Karena itu, DPR diminta jangan lagi mengeluarkan pendapat atau komentar - komentar konyol yang tidak masuk logika.  Sebab, hal itu hanya akan menambah kegaduhan semata. 

BERITA TERKAIT :
DPRD Tangsel Tancap Gas, Kebut 12 Raperda Di 2025
PPP DKI Aja Ambruk, RIDO Bisa Kena Prank Sandiaga Uno?

Demikian dikatakan Direktur Eksekutif Komite Pemantau dan Pemberdayaan Parlemen Indonesia (KP3-i), Tom Pasaribu. Ia menegaskan, DPR jangan lagi mengeluarkan pernyataan - pernyataan seperti ukuran kertas, jumlah halaman yang berubah-ubah dari 905 halaman menjadi 1035 halaman dan saat ini menjadi 812 halaman.

“Itu hanya menambah kalut dan memicu kegaduhan saja,” ujar Tom Pasaribu.

Tom menyarankan, sebaiknya DPR membuktikan isi naskah Omnibus Law UU Ciptaker kepada rakyat melalui media elektronik maupun media sosial, agar isi dari Omnibus Law UU Ciptaker yang diributkan masyarakat saat ini dapat terjawab dengan baik.

Hal ini sekaligus mensosialisasikan kepada rakyat Indonesia secara menyeluruh isi dan muatan dari Omnibus Law UU Ciptaker tersebut. 

“Disinformasi hanya akan menambah kecurigaan rakyat. Terlebih Omnibus Law UU Ciptaker ketok palu di tengah situasi dan kondisi pandemi Covid -19,” kata Tom.

“Awalnya DPR pernah mengembalikan RUU Omnibus Law kepada pemerintah, beberapa bulan kemudian tiba - tiba DPR ketok palu sahkan RUU tersebut menjadi Undang - Undang,” ungkapnya.

Waktu lima bulan dalam situasi normal wajar bisa menyelesaikan RUU sampai selesai, namun di saat pandemi Covid -19 saat ini pasti menimbulkan pertanyaan, dalam waktu sesingkat itu DPR dapat menuntaskan Omnibus Law yang nota bene merupakan penggabungan dari berbagai klaster Undang - Undang.

“Ada 11 klaster yang masuk dalam undang-undang ini antara lain Penyederhanaan Perizinan, Persyaratan Investasi, Ketenagakerjaan, Kemudahan Berusaha, Pemberdayaan dan Perlindungan UMKM, Dukungan Riset dan Inovasi, Administrasi Pemerintahan, Pengenaan Sanksi, Pengadaan Lahan, Kemudahan Investasi dan Proyek Pemerintah, serta Kawasan Ekonomi Khusus,” beber Tom.

“Sementara, kita ketahui dalam kondisi pandemi Covid -19 saat ini, rapat harus dilakukan sebagian melalui meeting online. Lalu bagaimana melakukan sosialisasi Rancangan Undang - Undang tersebut kepada seluruh Rakyat Indonesia. Di sisi lain anggota DPR menyatakan tidak mendapatkan draft undang-undang omnibus law dalam sidang Paripurna DPR,” paparnya.

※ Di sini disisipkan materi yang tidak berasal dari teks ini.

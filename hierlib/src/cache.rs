use serde::{Deserialize, Serialize};

use crate::address::Geometry;
use crate::config::{LevelConfig, LevelName};
use crate::lru_set::LruSet;

/// Whatever sits below a cache level and resolves its misses
///
/// Implementations are handed the level that missed, so that they can act on it while the miss is
/// being resolved. The inclusive L2 path uses this to invalidate lines from the requesting L1 at
/// the moment the L2 evicts them, before the L1 fills its own line
pub trait NextLevel {
    /// Resolves a miss in `requester` for `address`, returning the latency in cycles
    ///
    /// # Arguments
    ///
    /// * `requester`: The level which missed
    /// * `address`: The original address of the access, not aligned to a block
    ///
    /// returns: u32
    fn resolve_miss(&mut self, requester: &mut CacheLevel, address: u32) -> u32;
}

/// Main memory. It is never missed, every access costs the same fixed latency
#[derive(Debug, Copy, Clone)]
pub struct MainMemory {
    pub latency: u32,
}

impl NextLevel for MainMemory {
    fn resolve_miss(&mut self, _requester: &mut CacheLevel, _address: u32) -> u32 {
        self.latency
    }
}

/// How a level resolved an access
#[derive(Debug, Copy, Clone, Eq, PartialEq)]
pub enum Outcome {
    Hit,
    Miss,
    /// The level is absent and the access went straight to the next level
    Bypass,
}

/// The result of a single access to a level
#[derive(Debug, Copy, Clone, Eq, PartialEq)]
pub struct Access {
    /// Total latency in cycles, including everything below this level
    pub latency: u32,
    pub outcome: Outcome,
    /// Block address of the line evicted to make room for the missed one
    pub evicted: Option<u32>,
}

/// Running counters for one level
#[derive(Debug, Copy, Clone, Default, Eq, PartialEq, Serialize, Deserialize)]
pub struct CacheStats {
    /// Accesses which reached this level
    pub references: u64,
    pub misses: u64,
    /// Cycles spent below this level resolving misses. The level's own hit time isn't included
    pub penalty_cycles: u64,
}

impl CacheStats {
    pub fn hits(&self) -> u64 {
        self.references - self.misses
    }

    pub fn miss_rate(&self) -> f64 {
        ratio(self.misses, self.references)
    }

    pub fn average_miss_penalty(&self) -> f64 {
        ratio(self.penalty_cycles, self.misses)
    }

    /// Average cycles per reference: every reference pays the hit time, misses also pay their
    /// penalty
    pub fn average_access_time(&self, hit_time: u32) -> f64 {
        if self.references == 0 {
            return 0.0;
        }
        hit_time as f64 + ratio(self.penalty_cycles, self.references)
    }
}

fn ratio(numerator: u64, denominator: u64) -> f64 {
    if denominator == 0 {
        0.0
    } else {
        numerator as f64 / denominator as f64
    }
}

/// One level of the hierarchy: a set of [`LruSet`]s addressed through the level's geometry,
/// along with its configuration and counters
///
/// A level configured with 0 sets is absent. Accesses to it are passed straight through to the
/// next level and it records nothing
#[derive(Debug, Clone)]
pub struct CacheLevel {
    name: LevelName,
    config: LevelConfig,
    geometry: Option<Geometry>,
    sets: Vec<LruSet>,
    stats: CacheStats,
}

impl CacheLevel {
    /// Creates a level from an already validated configuration
    pub fn new(name: LevelName, config: LevelConfig, block_size: u32) -> Self {
        let geometry = config.is_present().then(|| Geometry::new(block_size, config.sets));
        let sets = (0..config.sets).map(|_| LruSet::new(config.associativity as usize)).collect();
        Self {
            name,
            config,
            geometry,
            sets,
            stats: CacheStats::default(),
        }
    }

    /// Resolves one access at this level, cascading to `next` on a miss
    ///
    /// On a hit the block becomes the most recently used in its set and the access costs the hit
    /// time. On a miss the next level is asked for the block using the original address, its
    /// latency is charged as penalty, and the block is filled into the set, evicting the least
    /// recently used block if the set is full
    ///
    /// # Arguments
    ///
    /// * `address`: The address of the access
    /// * `next`: The level below, which resolves misses
    ///
    /// returns: Access
    pub fn access<N: NextLevel>(&mut self, address: u32, next: &mut N) -> Access {
        let Some(geometry) = self.geometry else {
            return Access {
                latency: next.resolve_miss(self, address),
                outcome: Outcome::Bypass,
                evicted: None,
            };
        };
        self.stats.references += 1;
        let parts = geometry.decompose(address);
        let set_index = parts.set_index as usize;
        if self.sets[set_index].promote(parts.tag) {
            return Access { latency: self.config.hit_time, outcome: Outcome::Hit, evicted: None };
        }
        self.stats.misses += 1;
        // The next level may invalidate lines in this level while resolving the miss, so the set is
        // only filled afterwards
        let child_latency = next.resolve_miss(self, address);
        self.stats.penalty_cycles += child_latency as u64;
        let evicted = self.sets[set_index]
            .insert(parts.tag)
            .map(|tag| geometry.compose(tag, parts.set_index));
        if let Some(victim) = evicted {
            tracing::trace!(level = %self.name, address, victim, "evicted block");
        }
        Access {
            latency: self.config.hit_time + child_latency,
            outcome: Outcome::Miss,
            evicted,
        }
    }

    /// Removes the block containing `address` if it is resident
    ///
    /// returns: bool, whether a block was removed
    pub fn invalidate(&mut self, address: u32) -> bool {
        let Some(geometry) = self.geometry else {
            return false;
        };
        let parts = geometry.decompose(address);
        self.sets[parts.set_index as usize].remove(parts.tag)
    }

    /// Whether the block containing `address` is resident. Doesn't update recency
    pub fn contains(&self, address: u32) -> bool {
        match self.geometry {
            Some(geometry) => {
                let parts = geometry.decompose(address);
                self.sets[parts.set_index as usize].contains(parts.tag)
            }
            None => false,
        }
    }

    /// Block addresses of every resident line, set by set, most recently used first within a set
    pub fn resident_blocks(&self) -> impl Iterator<Item = u32> + '_ {
        self.geometry.into_iter().flat_map(move |geometry| {
            self.sets.iter().enumerate().flat_map(move |(index, set)| {
                set.iter().map(move |tag| geometry.compose(tag, index as u32))
            })
        })
    }

    /// Number of resident lines. Useful for analysing cache performance or debugging
    pub fn resident_lines(&self) -> usize {
        self.sets.iter().map(LruSet::len).sum()
    }

    pub fn set(&self, index: usize) -> Option<&LruSet> {
        self.sets.get(index)
    }

    pub fn name(&self) -> LevelName {
        self.name
    }

    pub fn config(&self) -> &LevelConfig {
        &self.config
    }

    pub fn geometry(&self) -> Option<&Geometry> {
        self.geometry.as_ref()
    }

    pub fn is_present(&self) -> bool {
        self.geometry.is_some()
    }

    pub fn stats(&self) -> CacheStats {
        self.stats
    }
}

Tom juga mengatakan, dalam melaksanakan tugasnya, DPR sudah sesuai dengan UU No 12 Tahun 2012 Tentang Pembentukan Peraturan Perundang-Undangan, UU No 13 Tahun 2019 Perubahan Ketiga atas Undang-Undang No 17 Tahun 2014 Tentang Majelis Permusyawaratan, Dewan Perwakilan Rakyat, Dewan Perwakilan Daerah, dan Dewan Perwakilan Rakyat Daerah serta Peraturan Dewan Perwakilan Rakyat Republik Indonesia No 1 Tentang Tata Tertib.

“Bila semua aturan dan peraturan terpenuhi dengan baik, maka untuk menuntaskan penolakan yang dilakukan oleh sebahagian rakyat, sebaiknya DPR mempublikasikan seluruh isi undang-undang omnibus law kepada rakyat melalui media TVRI ataupun RRI. Dengan demikian polemik undang-undang omnibus law akan selesai,” harapnya. 

“Saya tidak dalam posisi mendukung maupun menolak, saya mencoba mendudukkan permasalahan sesuai aturan dan peraturan yang berlaku, dan selanjutnya memberikan solusi kepada Presiden dan DPR, agar negeri ini tidak semakin terperosok makin dalam ke jurang resesi. Semoga bermanfaat bagi seluruh rakyat Indonesia,” pungkasnya.